Which lines of the records below contain the word "Checks"? Copy each of them out.

--- Data ---
· · · · ·
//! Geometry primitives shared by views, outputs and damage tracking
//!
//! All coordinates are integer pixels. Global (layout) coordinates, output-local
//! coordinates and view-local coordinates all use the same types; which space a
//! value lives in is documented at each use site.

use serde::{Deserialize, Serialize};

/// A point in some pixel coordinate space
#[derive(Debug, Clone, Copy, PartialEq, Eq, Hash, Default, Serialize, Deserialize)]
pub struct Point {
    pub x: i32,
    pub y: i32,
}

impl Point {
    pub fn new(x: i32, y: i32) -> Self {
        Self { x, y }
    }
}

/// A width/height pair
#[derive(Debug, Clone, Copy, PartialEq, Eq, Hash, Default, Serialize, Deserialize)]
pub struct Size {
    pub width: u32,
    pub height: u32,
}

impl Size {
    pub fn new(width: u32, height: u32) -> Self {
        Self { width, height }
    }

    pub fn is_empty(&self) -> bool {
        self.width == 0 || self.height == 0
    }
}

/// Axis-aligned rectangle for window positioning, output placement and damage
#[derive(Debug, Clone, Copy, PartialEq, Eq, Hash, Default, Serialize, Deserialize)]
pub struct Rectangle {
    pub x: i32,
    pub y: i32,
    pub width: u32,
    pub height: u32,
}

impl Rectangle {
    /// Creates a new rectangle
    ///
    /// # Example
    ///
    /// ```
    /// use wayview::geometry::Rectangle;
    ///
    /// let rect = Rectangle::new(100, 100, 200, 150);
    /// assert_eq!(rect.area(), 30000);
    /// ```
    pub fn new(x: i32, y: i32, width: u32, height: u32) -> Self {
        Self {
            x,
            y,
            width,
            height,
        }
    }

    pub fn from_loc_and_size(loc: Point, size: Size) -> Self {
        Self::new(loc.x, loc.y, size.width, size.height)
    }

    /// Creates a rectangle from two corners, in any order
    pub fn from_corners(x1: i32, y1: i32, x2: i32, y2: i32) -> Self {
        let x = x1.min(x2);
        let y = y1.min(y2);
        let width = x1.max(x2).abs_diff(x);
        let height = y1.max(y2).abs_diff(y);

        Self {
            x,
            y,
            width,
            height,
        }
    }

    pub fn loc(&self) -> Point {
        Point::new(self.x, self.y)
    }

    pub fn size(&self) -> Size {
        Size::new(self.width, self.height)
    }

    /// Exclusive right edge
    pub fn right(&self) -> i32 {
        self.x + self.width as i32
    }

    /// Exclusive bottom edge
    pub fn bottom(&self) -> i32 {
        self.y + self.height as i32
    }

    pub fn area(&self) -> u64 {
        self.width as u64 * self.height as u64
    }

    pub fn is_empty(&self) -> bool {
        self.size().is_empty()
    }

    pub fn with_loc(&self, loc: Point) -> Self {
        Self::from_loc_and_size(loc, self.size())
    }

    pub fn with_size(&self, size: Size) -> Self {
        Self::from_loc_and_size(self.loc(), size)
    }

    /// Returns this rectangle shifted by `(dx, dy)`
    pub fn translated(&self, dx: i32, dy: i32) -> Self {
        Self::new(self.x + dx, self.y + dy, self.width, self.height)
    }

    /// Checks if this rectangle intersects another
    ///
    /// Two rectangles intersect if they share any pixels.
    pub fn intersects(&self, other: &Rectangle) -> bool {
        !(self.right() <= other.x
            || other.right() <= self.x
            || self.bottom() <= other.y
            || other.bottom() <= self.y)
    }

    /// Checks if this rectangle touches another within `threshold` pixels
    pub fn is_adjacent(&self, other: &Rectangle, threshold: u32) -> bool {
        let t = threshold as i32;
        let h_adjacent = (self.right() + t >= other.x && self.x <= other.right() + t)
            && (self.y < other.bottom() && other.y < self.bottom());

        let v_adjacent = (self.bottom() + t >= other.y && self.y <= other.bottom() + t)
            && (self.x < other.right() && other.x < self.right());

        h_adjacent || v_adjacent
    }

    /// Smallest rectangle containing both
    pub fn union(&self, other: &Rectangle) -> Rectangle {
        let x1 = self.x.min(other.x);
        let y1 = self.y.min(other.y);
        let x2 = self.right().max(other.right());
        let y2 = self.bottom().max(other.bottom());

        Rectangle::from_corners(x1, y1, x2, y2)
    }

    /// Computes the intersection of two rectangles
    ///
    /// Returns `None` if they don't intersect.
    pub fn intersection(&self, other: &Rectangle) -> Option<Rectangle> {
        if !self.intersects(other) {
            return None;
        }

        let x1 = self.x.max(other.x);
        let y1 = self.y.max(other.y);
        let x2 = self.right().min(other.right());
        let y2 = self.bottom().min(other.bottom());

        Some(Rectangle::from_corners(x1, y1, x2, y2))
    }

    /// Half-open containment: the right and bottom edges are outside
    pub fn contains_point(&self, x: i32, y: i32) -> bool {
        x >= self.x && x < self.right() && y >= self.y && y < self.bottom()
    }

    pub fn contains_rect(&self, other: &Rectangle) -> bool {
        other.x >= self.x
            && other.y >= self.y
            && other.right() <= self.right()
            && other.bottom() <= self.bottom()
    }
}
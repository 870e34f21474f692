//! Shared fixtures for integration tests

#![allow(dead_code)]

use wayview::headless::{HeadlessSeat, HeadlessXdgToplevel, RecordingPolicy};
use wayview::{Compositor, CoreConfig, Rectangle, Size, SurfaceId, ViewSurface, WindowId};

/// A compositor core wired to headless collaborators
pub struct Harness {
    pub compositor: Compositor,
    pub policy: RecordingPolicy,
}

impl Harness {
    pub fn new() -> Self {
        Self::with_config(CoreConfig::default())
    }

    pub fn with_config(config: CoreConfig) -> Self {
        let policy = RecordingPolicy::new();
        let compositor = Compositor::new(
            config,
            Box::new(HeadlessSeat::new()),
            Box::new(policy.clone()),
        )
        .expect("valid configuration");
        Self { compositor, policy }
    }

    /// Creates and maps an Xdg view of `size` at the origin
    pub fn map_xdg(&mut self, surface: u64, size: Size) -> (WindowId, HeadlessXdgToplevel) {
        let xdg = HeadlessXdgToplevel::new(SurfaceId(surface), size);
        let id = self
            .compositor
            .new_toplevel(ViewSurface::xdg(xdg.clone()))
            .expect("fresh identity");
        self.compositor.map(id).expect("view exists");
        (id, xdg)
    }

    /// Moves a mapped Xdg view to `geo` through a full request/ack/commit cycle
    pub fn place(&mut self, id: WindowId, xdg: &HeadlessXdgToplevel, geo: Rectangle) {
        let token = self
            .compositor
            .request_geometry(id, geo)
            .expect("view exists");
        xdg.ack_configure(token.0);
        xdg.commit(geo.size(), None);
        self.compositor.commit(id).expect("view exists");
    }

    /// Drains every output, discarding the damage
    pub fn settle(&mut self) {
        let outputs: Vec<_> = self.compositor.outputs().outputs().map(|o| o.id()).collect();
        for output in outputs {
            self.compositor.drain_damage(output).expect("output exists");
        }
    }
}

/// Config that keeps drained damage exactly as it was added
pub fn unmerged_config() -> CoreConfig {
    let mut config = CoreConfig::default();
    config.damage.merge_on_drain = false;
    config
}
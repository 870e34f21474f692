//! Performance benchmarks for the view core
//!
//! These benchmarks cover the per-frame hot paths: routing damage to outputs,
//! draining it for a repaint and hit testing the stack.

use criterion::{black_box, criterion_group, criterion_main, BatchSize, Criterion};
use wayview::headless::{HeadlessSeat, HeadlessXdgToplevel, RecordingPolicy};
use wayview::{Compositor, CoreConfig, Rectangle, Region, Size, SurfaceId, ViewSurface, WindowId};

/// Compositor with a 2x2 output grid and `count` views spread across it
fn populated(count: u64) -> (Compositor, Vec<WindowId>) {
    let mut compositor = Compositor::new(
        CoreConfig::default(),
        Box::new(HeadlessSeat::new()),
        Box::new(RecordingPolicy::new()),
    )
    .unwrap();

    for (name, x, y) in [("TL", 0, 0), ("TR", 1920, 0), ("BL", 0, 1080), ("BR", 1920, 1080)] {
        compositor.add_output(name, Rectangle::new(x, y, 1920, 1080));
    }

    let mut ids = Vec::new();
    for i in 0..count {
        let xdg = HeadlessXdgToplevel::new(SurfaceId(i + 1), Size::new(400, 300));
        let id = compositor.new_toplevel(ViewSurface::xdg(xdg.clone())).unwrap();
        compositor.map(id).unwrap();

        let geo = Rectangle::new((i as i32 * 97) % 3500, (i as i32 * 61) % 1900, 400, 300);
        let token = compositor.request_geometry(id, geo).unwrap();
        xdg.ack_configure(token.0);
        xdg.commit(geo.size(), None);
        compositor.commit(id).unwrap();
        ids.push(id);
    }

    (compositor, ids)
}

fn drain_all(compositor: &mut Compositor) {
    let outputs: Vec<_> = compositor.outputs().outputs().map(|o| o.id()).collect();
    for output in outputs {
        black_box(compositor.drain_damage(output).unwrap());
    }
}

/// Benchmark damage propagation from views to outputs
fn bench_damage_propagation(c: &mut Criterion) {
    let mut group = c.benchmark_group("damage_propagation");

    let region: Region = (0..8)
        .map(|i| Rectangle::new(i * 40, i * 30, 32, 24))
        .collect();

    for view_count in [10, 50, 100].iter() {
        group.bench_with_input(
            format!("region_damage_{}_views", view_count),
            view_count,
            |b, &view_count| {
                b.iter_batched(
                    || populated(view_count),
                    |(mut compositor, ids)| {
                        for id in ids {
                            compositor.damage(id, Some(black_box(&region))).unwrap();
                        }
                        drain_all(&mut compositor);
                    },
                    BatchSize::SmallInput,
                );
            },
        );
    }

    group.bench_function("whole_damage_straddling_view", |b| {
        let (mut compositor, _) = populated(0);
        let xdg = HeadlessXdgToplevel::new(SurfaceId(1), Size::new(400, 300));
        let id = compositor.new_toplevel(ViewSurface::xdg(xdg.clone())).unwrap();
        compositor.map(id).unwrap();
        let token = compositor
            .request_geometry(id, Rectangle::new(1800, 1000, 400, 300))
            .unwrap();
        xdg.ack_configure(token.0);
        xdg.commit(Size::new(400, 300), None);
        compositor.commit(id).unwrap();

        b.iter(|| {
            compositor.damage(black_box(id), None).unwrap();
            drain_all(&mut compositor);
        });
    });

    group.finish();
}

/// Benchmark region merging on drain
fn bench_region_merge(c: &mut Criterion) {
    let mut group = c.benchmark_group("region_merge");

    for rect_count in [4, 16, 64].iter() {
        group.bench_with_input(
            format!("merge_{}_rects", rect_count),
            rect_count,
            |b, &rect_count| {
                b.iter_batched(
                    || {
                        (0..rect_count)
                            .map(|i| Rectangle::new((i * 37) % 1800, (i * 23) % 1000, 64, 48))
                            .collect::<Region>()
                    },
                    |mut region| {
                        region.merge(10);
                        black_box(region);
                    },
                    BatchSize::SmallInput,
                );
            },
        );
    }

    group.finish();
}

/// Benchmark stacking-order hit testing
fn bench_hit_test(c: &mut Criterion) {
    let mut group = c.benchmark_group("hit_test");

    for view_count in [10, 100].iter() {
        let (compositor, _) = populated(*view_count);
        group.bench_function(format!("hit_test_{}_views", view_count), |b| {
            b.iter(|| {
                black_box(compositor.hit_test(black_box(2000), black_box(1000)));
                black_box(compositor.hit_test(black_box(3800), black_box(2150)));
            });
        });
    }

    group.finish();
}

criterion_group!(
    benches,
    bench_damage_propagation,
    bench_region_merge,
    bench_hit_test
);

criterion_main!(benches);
· · · · ·
--- Exercise output ---
    /// Checks if this rectangle intersects another
    /// Checks if this rectangle touches another within `threshold` pixels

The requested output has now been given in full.